Find every line below with the word "that" in it, and copy each one.

(SOURCE MATERIAL)

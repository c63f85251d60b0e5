//! Protocol step lists
//!
//! A [`ProtocolSpec`] is plain data: what to send, what to wait for, and how
//! many times to repeat the cycle. The engine is the only thing that
//! interprets it.

use kneespa_communication::Command;
use kneespa_core::Actuator;
use std::time::Duration;

/// What must happen before a command step counts as finished
#[derive(Debug, Clone, Copy, PartialEq, Eq)]
pub enum Confirmation {
    /// Nothing; advance as soon as the command is written
    None,
    /// `G`
    Ready,
    /// `D`
    Done,
    /// Either `G` or `D`
    Handshake,
    /// A position report for the actuator showing this code
    Position {
        /// Actuator to watch.
        actuator: Actuator,
        /// Expected position code.
        code: i32,
    },
}

/// What a step does
#[derive(Debug, Clone, PartialEq)]
pub enum StepAction {
    /// Send a command and wait for its confirmation
    Command {
        /// Command to send.
        command: Command,
        /// Confirmation that ends the step.
        confirm: Confirmation,
    },
    /// Wait for a fixed time
    Hold(Duration),
}

/// One step of a protocol
#[derive(Debug, Clone, PartialEq)]
pub struct Step {
    /// Progress text shown while the step runs.
    pub label: String,
    /// The step's action.
    pub action: StepAction,
}

impl Step {
    /// Command step
    pub fn command(label: impl Into<String>, command: Command, confirm: Confirmation) -> Self {
        Self {
            label: label.into(),
            action: StepAction::Command { command, confirm },
        }
    }

    /// Timed hold
    pub fn hold(label: impl Into<String>, duration: Duration) -> Self {
        Self {
            label: label.into(),
            action: StepAction::Hold(duration),
        }
    }

    /// Command sent by this step, if any
    pub fn sent_command(&self) -> Option<&Command> {
        match &self.action {
            StepAction::Command { command, .. } => Some(command),
            StepAction::Hold(_) => None,
        }
    }
}

/// Which part of a protocol a step belongs to
#[derive(Debug, Clone, Copy, PartialEq, Eq)]
pub enum Phase {
    /// Run once before the first cycle
    Preamble,
    /// Repeated; carries the cycle number starting at 1
    Cycle(u32),
    /// Run once after the last cycle
    Postamble,
}

impl Phase {
    /// Cycle number, zero outside the cycles
    pub fn cycle(self) -> u32 {
        match self {
            Phase::Cycle(n) => n,
            _ => 0,
        }
    }
}

/// Immutable description of one protocol run
#[derive(Debug, Clone, PartialEq)]
pub struct ProtocolSpec {
    /// Identifier such as `A`, `AB` or `AC3`.
    pub id: String,
    /// Human summary of the bound parameters.
    pub summary: String,
    /// Steps run once before the cycles.
    pub preamble: Vec<Step>,
    /// Steps repeated every cycle.
    pub cycle: Vec<Step>,
    /// Steps run once after the cycles.
    pub postamble: Vec<Step>,
    /// Number of cycles.
    pub cycles: u32,
}

impl ProtocolSpec {
    /// Every step in execution order with its phase
    pub fn sequence(&self) -> impl Iterator<Item = (Phase, &Step)> + '_ {
        let pre = self.preamble.iter().map(|s| (Phase::Preamble, s));
        let cycles = (1..=self.cycles)
            .flat_map(move |n| self.cycle.iter().map(move |s| (Phase::Cycle(n), s)));
        let post = self.postamble.iter().map(|s| (Phase::Postamble, s));
        pre.chain(cycles).chain(post)
    }

    /// Number of steps a full run executes
    pub fn total_steps(&self) -> usize {
        self.preamble.len() + self.cycle.len() * self.cycles as usize + self.postamble.len()
    }

    /// Commands a full run sends, in order
    pub fn commands(&self) -> Vec<&Command> {
        self.sequence()
            .filter_map(|(_, step)| step.sent_command())
            .collect()
    }
}

#[cfg(test)]
mod tests {
    use super::*;

    fn spec() -> ProtocolSpec {
        ProtocolSpec {
            id: "T".to_string(),
            summary: String::new(),
            preamble: vec![Step::command("zero", Command::QueryStatus, Confirmation::None)],
            cycle: vec![
                Step::command("stop", Command::Stop, Confirmation::Ready),
                Step::hold("hold", Duration::from_millis(5)),
            ],
            postamble: vec![Step::command("reset", Command::ResetDevice, Confirmation::Ready)],
            cycles: 3,
        }
    }

    #[test]
    fn test_sequence_order() {
        let spec = spec();
        let phases: Vec<Phase> = spec.sequence().map(|(phase, _)| phase).collect();
        assert_eq!(phases.len(), spec.total_steps());
        assert_eq!(phases[0], Phase::Preamble);
        assert_eq!(phases[1], Phase::Cycle(1));
        assert_eq!(phases[6], Phase::Cycle(3));
        assert_eq!(phases[7], Phase::Postamble);
        assert_eq!(Phase::Postamble.cycle(), 0);
    }

    #[test]
    fn test_commands_skip_holds() {
        let spec = spec();
        let commands = spec.commands();
        assert_eq!(commands.len(), 5);
        assert_eq!(commands[0], &Command::QueryStatus);
        assert_eq!(commands[4], &Command::ResetDevice);
    }
}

(End SOURCE MATERIAL)

> _EXERCISE SOLUTION_:
//! many times to repeat the cycle. The engine is the only thing that
        /// Confirmation that ends the step.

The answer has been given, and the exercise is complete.